[ENTRIES PROVIDED]
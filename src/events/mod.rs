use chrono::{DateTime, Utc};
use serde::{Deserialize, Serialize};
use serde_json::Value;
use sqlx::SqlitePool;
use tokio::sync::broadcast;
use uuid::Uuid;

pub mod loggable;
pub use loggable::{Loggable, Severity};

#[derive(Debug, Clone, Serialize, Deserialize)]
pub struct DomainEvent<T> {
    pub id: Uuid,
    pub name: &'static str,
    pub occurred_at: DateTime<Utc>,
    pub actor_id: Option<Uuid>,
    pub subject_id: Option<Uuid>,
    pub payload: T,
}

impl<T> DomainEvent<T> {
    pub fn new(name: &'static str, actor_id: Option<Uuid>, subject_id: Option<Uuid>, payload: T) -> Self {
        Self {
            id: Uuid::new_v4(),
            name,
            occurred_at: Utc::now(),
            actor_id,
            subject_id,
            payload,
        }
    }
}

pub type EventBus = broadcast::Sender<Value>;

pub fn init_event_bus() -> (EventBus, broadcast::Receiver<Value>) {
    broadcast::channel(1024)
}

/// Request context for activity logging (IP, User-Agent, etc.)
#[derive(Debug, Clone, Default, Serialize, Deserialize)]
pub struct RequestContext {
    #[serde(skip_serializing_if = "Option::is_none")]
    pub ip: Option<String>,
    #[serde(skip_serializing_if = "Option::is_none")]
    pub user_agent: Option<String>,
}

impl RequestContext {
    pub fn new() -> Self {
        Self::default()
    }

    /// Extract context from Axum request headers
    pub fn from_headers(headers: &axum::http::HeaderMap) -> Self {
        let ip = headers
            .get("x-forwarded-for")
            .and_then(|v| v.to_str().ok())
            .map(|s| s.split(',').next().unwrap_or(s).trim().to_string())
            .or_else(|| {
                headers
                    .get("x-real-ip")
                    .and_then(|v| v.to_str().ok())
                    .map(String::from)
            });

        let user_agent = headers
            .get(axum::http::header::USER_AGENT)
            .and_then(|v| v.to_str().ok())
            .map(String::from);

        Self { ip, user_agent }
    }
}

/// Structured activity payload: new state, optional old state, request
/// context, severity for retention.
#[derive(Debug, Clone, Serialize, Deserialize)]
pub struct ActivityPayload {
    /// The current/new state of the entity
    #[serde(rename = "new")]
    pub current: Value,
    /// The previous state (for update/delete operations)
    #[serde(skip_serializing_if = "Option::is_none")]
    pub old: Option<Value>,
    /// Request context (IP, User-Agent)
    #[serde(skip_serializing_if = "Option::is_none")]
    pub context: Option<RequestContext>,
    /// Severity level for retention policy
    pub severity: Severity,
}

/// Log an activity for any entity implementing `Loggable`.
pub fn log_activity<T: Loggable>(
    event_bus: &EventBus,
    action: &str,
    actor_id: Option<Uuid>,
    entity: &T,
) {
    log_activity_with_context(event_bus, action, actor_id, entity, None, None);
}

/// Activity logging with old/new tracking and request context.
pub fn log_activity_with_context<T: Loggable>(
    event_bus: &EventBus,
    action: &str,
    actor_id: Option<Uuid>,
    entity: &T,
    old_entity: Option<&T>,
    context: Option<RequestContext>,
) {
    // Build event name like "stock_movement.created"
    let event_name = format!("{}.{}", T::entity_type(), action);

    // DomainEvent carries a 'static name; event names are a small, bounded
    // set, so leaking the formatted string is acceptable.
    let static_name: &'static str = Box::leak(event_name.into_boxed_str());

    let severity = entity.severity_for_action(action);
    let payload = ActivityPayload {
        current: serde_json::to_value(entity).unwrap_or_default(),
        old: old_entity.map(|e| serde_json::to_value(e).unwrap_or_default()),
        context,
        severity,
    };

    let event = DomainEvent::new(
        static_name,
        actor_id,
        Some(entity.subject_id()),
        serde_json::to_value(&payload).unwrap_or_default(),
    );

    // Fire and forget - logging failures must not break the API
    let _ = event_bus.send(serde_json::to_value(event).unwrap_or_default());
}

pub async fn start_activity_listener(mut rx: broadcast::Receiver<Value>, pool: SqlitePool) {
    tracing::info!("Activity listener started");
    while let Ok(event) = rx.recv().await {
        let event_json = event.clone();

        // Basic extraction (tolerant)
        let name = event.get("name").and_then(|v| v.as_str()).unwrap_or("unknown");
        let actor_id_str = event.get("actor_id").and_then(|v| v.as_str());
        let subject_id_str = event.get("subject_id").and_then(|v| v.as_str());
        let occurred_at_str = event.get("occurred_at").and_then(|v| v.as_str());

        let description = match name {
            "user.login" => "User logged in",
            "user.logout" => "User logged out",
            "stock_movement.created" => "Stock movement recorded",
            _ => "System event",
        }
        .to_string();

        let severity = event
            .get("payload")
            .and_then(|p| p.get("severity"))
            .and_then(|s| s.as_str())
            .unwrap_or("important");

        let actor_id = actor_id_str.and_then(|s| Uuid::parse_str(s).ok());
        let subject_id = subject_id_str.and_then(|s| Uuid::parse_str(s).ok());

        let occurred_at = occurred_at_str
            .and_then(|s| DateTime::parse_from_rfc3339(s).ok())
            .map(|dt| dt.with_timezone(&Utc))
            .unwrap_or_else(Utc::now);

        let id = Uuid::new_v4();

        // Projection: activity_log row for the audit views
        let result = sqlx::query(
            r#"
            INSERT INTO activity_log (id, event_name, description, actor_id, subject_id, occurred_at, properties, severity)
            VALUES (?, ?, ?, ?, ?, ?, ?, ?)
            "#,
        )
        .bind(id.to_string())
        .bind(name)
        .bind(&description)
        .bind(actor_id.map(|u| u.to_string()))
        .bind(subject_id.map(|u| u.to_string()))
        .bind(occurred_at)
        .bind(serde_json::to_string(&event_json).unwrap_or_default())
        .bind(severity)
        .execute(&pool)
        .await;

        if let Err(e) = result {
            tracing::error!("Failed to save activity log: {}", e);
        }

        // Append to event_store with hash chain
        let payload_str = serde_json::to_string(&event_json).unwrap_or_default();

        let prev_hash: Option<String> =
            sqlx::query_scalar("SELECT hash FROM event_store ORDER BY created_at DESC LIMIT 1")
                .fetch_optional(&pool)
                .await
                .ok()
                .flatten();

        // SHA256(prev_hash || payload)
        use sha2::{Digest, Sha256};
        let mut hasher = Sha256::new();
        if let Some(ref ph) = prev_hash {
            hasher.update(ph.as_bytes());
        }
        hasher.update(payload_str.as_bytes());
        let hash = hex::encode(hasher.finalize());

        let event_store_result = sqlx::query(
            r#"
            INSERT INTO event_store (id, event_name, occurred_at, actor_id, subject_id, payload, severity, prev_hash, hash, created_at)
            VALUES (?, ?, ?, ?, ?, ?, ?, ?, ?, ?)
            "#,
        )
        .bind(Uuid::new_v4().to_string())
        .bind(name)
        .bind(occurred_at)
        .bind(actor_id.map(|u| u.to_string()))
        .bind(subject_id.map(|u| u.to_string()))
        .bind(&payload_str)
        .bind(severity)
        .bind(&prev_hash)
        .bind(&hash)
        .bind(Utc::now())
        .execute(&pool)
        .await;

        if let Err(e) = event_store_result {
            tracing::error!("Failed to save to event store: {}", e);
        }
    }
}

==

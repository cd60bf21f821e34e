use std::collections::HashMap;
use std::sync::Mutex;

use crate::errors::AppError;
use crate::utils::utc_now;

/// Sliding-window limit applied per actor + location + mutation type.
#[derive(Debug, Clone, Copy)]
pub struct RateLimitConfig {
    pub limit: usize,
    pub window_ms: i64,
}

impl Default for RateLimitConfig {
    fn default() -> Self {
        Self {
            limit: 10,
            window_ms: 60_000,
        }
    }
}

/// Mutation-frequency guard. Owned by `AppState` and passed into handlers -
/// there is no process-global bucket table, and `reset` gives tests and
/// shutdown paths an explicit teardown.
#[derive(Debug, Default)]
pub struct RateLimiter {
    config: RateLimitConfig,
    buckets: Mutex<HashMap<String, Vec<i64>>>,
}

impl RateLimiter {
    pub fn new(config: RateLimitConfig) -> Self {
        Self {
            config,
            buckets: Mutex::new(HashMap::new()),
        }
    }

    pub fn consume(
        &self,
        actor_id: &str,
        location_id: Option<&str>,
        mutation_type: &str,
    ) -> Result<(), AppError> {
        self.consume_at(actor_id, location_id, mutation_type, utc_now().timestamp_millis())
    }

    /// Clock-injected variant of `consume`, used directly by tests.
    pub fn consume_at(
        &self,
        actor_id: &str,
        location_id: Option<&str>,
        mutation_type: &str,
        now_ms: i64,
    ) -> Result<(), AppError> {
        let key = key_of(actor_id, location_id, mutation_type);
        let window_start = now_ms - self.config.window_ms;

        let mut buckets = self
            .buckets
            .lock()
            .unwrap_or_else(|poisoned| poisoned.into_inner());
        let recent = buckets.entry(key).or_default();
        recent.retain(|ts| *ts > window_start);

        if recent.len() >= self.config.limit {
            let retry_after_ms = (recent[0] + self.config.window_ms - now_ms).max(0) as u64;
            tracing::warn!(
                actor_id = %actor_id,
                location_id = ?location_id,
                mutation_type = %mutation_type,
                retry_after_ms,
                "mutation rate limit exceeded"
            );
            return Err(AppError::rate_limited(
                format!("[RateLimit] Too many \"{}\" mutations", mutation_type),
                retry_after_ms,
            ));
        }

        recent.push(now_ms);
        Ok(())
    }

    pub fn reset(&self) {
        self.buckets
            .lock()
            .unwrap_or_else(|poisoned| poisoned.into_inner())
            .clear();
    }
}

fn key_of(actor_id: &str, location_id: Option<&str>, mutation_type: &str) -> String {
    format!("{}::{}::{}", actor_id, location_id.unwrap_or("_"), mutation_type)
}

[EXERCISE REQUIREMENTS] Your response should contain each line of the listing in which the word "Serialize" occurs.

[YOUR RESPONSE]
use serde::{Deserialize, Serialize};
#[derive(Debug, Clone, Serialize, Deserialize)]
#[derive(Debug, Clone, Default, Serialize, Deserialize)]
#[derive(Debug, Clone, Serialize, Deserialize)]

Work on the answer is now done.